• YOUR GOAL
Your answer is every line of the material below in which the string "PoisonError" occurs.

• DATA SUPPLIED
▼
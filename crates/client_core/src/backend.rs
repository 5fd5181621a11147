use std::{
    sync::{Arc, PoisonError, RwLock},
    time::Duration,
};

use async_trait::async_trait;
use reqwest::{Client, Method, RequestBuilder};
use serde_json::Value;
use shared::{
    domain::{Product, ProductId, SellerId, UserId},
    error::ApiErrorBody,
    protocol::{
        CartAddQuery, CartRemoveQuery, DashboardSummary, FavoriteAddRequest,
        ForgotPasswordRequest, LoginRequest, LoginResponse, OrderPlacedResponse,
        PlaceOrderRequest, RegisterRequest, RegisterResponse,
    },
};
use tracing::{debug, warn};
use url::Url;

use crate::error::{ClientError, ClientResult};

/// The three ways the backend has been seen to accept a product delete.
#[derive(Debug, Clone, Copy, PartialEq, Eq)]
pub enum DeleteRoute {
    /// `DELETE /product/delete/{id}`
    DeleteByAction,
    /// `DELETE /product/{id}`
    DeleteByResource,
    /// `POST /product/delete/{id}`
    PostByAction,
}

impl DeleteRoute {
    pub const ORDERED: [DeleteRoute; 3] = [
        DeleteRoute::DeleteByAction,
        DeleteRoute::DeleteByResource,
        DeleteRoute::PostByAction,
    ];

    pub fn label(self) -> &'static str {
        match self {
            DeleteRoute::DeleteByAction => "DELETE /product/delete/{id}",
            DeleteRoute::DeleteByResource => "DELETE /product/{id}",
            DeleteRoute::PostByAction => "POST /product/delete/{id}",
        }
    }
}

#[async_trait]
pub trait CommerceBackend: Send + Sync {
    async fn login(&self, request: &LoginRequest) -> ClientResult<LoginResponse>;
    async fn register(&self, request: &RegisterRequest) -> ClientResult<RegisterResponse>;
    async fn logout(&self) -> ClientResult<()>;
    async fn forgot_password(&self, request: &ForgotPasswordRequest) -> ClientResult<Value>;

    async fn all_products(&self) -> ClientResult<Value>;
    async fn seller_products(&self, seller_id: SellerId) -> ClientResult<Value>;
    async fn product(&self, id: ProductId) -> ClientResult<Value>;
    async fn add_product(&self, seller_id: SellerId, product: &Product) -> ClientResult<Value>;
    async fn update_product(&self, id: ProductId, product: &Product) -> ClientResult<Value>;
    async fn delete_product(&self, id: ProductId, route: DeleteRoute) -> ClientResult<()>;

    async fn add_to_cart(&self, query: &CartAddQuery) -> ClientResult<Value>;
    async fn cart(&self, user_id: UserId) -> ClientResult<Value>;
    async fn remove_from_cart(&self, query: &CartRemoveQuery) -> ClientResult<Value>;

    async fn place_order(
        &self,
        user_id: UserId,
        request: &PlaceOrderRequest,
    ) -> ClientResult<OrderPlacedResponse>;
    async fn order_history(&self, user_id: UserId) -> ClientResult<Value>;
    async fn all_orders(&self) -> ClientResult<Value>;
    async fn admin_orders(&self, admin_id: SellerId) -> ClientResult<Value>;

    async fn seller_orders(&self, seller_id: SellerId) -> ClientResult<Value>;
    async fn seller_all_orders(&self) -> ClientResult<Value>;
    async fn seller_dashboard(&self, seller_id: SellerId) -> ClientResult<DashboardSummary>;

    async fn user_favorites(&self, user_id: UserId) -> ClientResult<Value>;
    async fn add_favorite(&self, request: &FavoriteAddRequest) -> ClientResult<Value>;
    async fn remove_favorite(&self, user_id: UserId, product_id: ProductId) -> ClientResult<()>;
}

/// Bearer token shared between the session and the HTTP backend.
#[derive(Debug, Clone, Default)]
pub struct AuthToken {
    inner: Arc<RwLock<Option<String>>>,
}

impl AuthToken {
    pub fn get(&self) -> Option<String> {
        self.inner
            .read()
            .unwrap_or_else(PoisonError::into_inner)
            .clone()
    }

    pub fn set(&self, token: Option<String>) {
        *self.inner.write().unwrap_or_else(PoisonError::into_inner) = token;
    }

    pub fn is_present(&self) -> bool {
        self.inner
            .read()
            .unwrap_or_else(PoisonError::into_inner)
            .is_some()
    }
}

pub struct HttpBackend {
    http: Client,
    base_url: String,
    token: AuthToken,
}

impl HttpBackend {
    pub fn new(base_url: &str, timeout: Duration, token: AuthToken) -> ClientResult<Self> {
        let parsed = Url::parse(base_url).map_err(|err| {
            ClientError::validation(format!("invalid api base url '{base_url}': {err}"))
        })?;
        if !matches!(parsed.scheme(), "http" | "https") {
            return Err(ClientError::validation(format!(
                "api base url must be http(s), got '{base_url}'"
            )));
        }
        let http = Client::builder()
            .timeout(timeout)
            .build()
            .map_err(ClientError::from)?;
        Ok(Self {
            http,
            base_url: base_url.trim_end_matches('/').to_string(),
            token,
        })
    }

    pub fn base_url(&self) -> &str {
        &self.base_url
    }

    fn request(&self, method: Method, path: &str) -> RequestBuilder {
        let builder = self.http.request(method, format!("{}{path}", self.base_url));
        match self.token.get() {
            Some(token) => builder.bearer_auth(token),
            None => builder,
        }
    }

    async fn send(&self, request: RequestBuilder, action: &'static str) -> ClientResult<Value> {
        let response = request.send().await.map_err(|err| {
            warn!(action, error = %err, "backend: request failed");
            ClientError::from(err)
        })?;
        let status = response.status();
        let body = response.text().await?;

        if !status.is_success() {
            let parsed = serde_json::from_str::<ApiErrorBody>(&body)
                .unwrap_or_else(|_| ApiErrorBody::new(body.trim()));
            warn!(action, status = status.as_u16(), "backend: request rejected");
            return Err(ClientError::rejection(
                status.as_u16(),
                &parsed,
                &format!("{action} failed with status {}", status.as_u16()),
            ));
        }

        debug!(action, status = status.as_u16(), bytes = body.len(), "backend: response received");
        Ok(parse_body(&body))
    }

    async fn send_typed<T: serde::de::DeserializeOwned>(
        &self,
        request: RequestBuilder,
        action: &'static str,
    ) -> ClientResult<T> {
        let value = self.send(request, action).await?;
        serde_json::from_value(value).map_err(ClientError::from)
    }
}

/// Empty bodies become `null` and plain-text bodies a JSON string.
fn parse_body(body: &str) -> Value {
    let trimmed = body.trim();
    if trimmed.is_empty() {
        return Value::Null;
    }
    serde_json::from_str(trimmed).unwrap_or_else(|_| Value::String(trimmed.to_string()))
}

#[async_trait]
impl CommerceBackend for HttpBackend {
    async fn login(&self, request: &LoginRequest) -> ClientResult<LoginResponse> {
        self.send_typed(
            self.request(Method::POST, "/auth/login").json(request),
            "login",
        )
        .await
    }

    async fn register(&self, request: &RegisterRequest) -> ClientResult<RegisterResponse> {
        let value = self
            .send(
                self.request(Method::POST, "/auth/register").json(request),
                "register",
            )
            .await?;
        // Some deployments answer with a bare confirmation string.
        Ok(match value {
            Value::String(message) => RegisterResponse {
                message,
                email: request.email.clone(),
            },
            other => serde_json::from_value(other)?,
        })
    }

    async fn logout(&self) -> ClientResult<()> {
        self.send(
            self.request(Method::POST, "/auth/logout")
                .json(&serde_json::json!({})),
            "logout",
        )
        .await
        .map(|_| ())
    }

    async fn forgot_password(&self, request: &ForgotPasswordRequest) -> ClientResult<Value> {
        self.send(
            self.request(Method::POST, "/auth/forgot-password").json(request),
            "forgot password",
        )
        .await
    }

    async fn all_products(&self) -> ClientResult<Value> {
        self.send(self.request(Method::GET, "/product/all"), "list products")
            .await
    }

    async fn seller_products(&self, seller_id: SellerId) -> ClientResult<Value> {
        self.send(
            self.request(Method::GET, &format!("/product/admin/{seller_id}")),
            "list seller products",
        )
        .await
    }

    async fn product(&self, id: ProductId) -> ClientResult<Value> {
        self.send(self.request(Method::GET, &format!("/product/{id}")), "get product")
            .await
    }

    async fn add_product(&self, seller_id: SellerId, product: &Product) -> ClientResult<Value> {
        self.send(
            self.request(Method::POST, &format!("/product/add/{seller_id}"))
                .json(product),
            "add product",
        )
        .await
    }

    async fn update_product(&self, id: ProductId, product: &Product) -> ClientResult<Value> {
        self.send(
            self.request(Method::PUT, &format!("/product/update/{id}"))
                .json(product),
            "update product",
        )
        .await
    }

    async fn delete_product(&self, id: ProductId, route: DeleteRoute) -> ClientResult<()> {
        let request = match route {
            DeleteRoute::DeleteByAction => {
                self.request(Method::DELETE, &format!("/product/delete/{id}"))
            }
            DeleteRoute::DeleteByResource => {
                self.request(Method::DELETE, &format!("/product/{id}"))
            }
            DeleteRoute::PostByAction => {
                self.request(Method::POST, &format!("/product/delete/{id}"))
            }
        };
        self.send(request, "delete product").await.map(|_| ())
    }

    async fn add_to_cart(&self, query: &CartAddQuery) -> ClientResult<Value> {
        self.send(
            self.request(Method::POST, "/cart/add").query(query),
            "add to cart",
        )
        .await
    }

    async fn cart(&self, user_id: UserId) -> ClientResult<Value> {
        self.send(self.request(Method::GET, &format!("/cart/{user_id}")), "get cart")
            .await
    }

    async fn remove_from_cart(&self, query: &CartRemoveQuery) -> ClientResult<Value> {
        self.send(
            self.request(Method::DELETE, "/cart/remove").query(query),
            "remove from cart",
        )
        .await
    }

    async fn place_order(
        &self,
        user_id: UserId,
        request: &PlaceOrderRequest,
    ) -> ClientResult<OrderPlacedResponse> {
        let value = self
            .send(
                self.request(Method::POST, &format!("/order/place/{user_id}"))
                    .json(request),
                "place order",
            )
            .await?;
        if value.is_object() {
            Ok(serde_json::from_value(value)?)
        } else {
            Ok(OrderPlacedResponse::default())
        }
    }

    async fn order_history(&self, user_id: UserId) -> ClientResult<Value> {
        self.send(
            self.request(Method::GET, &format!("/order/history/{user_id}")),
            "order history",
        )
        .await
    }

    async fn all_orders(&self) -> ClientResult<Value> {
        self.send(self.request(Method::GET, "/order/all"), "list all orders")
            .await
    }

    async fn admin_orders(&self, admin_id: SellerId) -> ClientResult<Value> {
        self.send(
            self.request(Method::GET, &format!("/order/admin/{admin_id}")),
            "list admin orders",
        )
        .await
    }

    async fn seller_orders(&self, seller_id: SellerId) -> ClientResult<Value> {
        self.send(
            self.request(Method::GET, &format!("/seller/orders/{seller_id}")),
            "list seller orders",
        )
        .await
    }

    async fn seller_all_orders(&self) -> ClientResult<Value> {
        self.send(
            self.request(Method::GET, "/seller/all-orders"),
            "list seller orders",
        )
        .await
    }

    async fn seller_dashboard(&self, seller_id: SellerId) -> ClientResult<DashboardSummary> {
        self.send_typed(
            self.request(Method::GET, &format!("/seller/dashboard/{seller_id}")),
            "seller dashboard",
        )
        .await
    }

    async fn user_favorites(&self, user_id: UserId) -> ClientResult<Value> {
        self.send(
            self.request(Method::GET, &format!("/favorite/user/{user_id}")),
            "list favorites",
        )
        .await
    }

    async fn add_favorite(&self, request: &FavoriteAddRequest) -> ClientResult<Value> {
        self.send(
            self.request(Method::POST, "/favorite/add").json(request),
            "add favorite",
        )
        .await
    }

    async fn remove_favorite(&self, user_id: UserId, product_id: ProductId) -> ClientResult<()> {
        self.send(
            self.request(
                Method::DELETE,
                &format!("/favorite/remove/{user_id}/{product_id}"),
            ),
            "remove favorite",
        )
        .await
        .map(|_| ())
    }
}

#[cfg(test)]
#[path = "tests/backend_tests.rs"]
mod tests;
▲
• SOLUTION FOR THIS TASK
    sync::{Arc, PoisonError, RwLock},
            .unwrap_or_else(PoisonError::into_inner)
        *self.inner.write().unwrap_or_else(PoisonError::into_inner) = token;
            .unwrap_or_else(PoisonError::into_inner)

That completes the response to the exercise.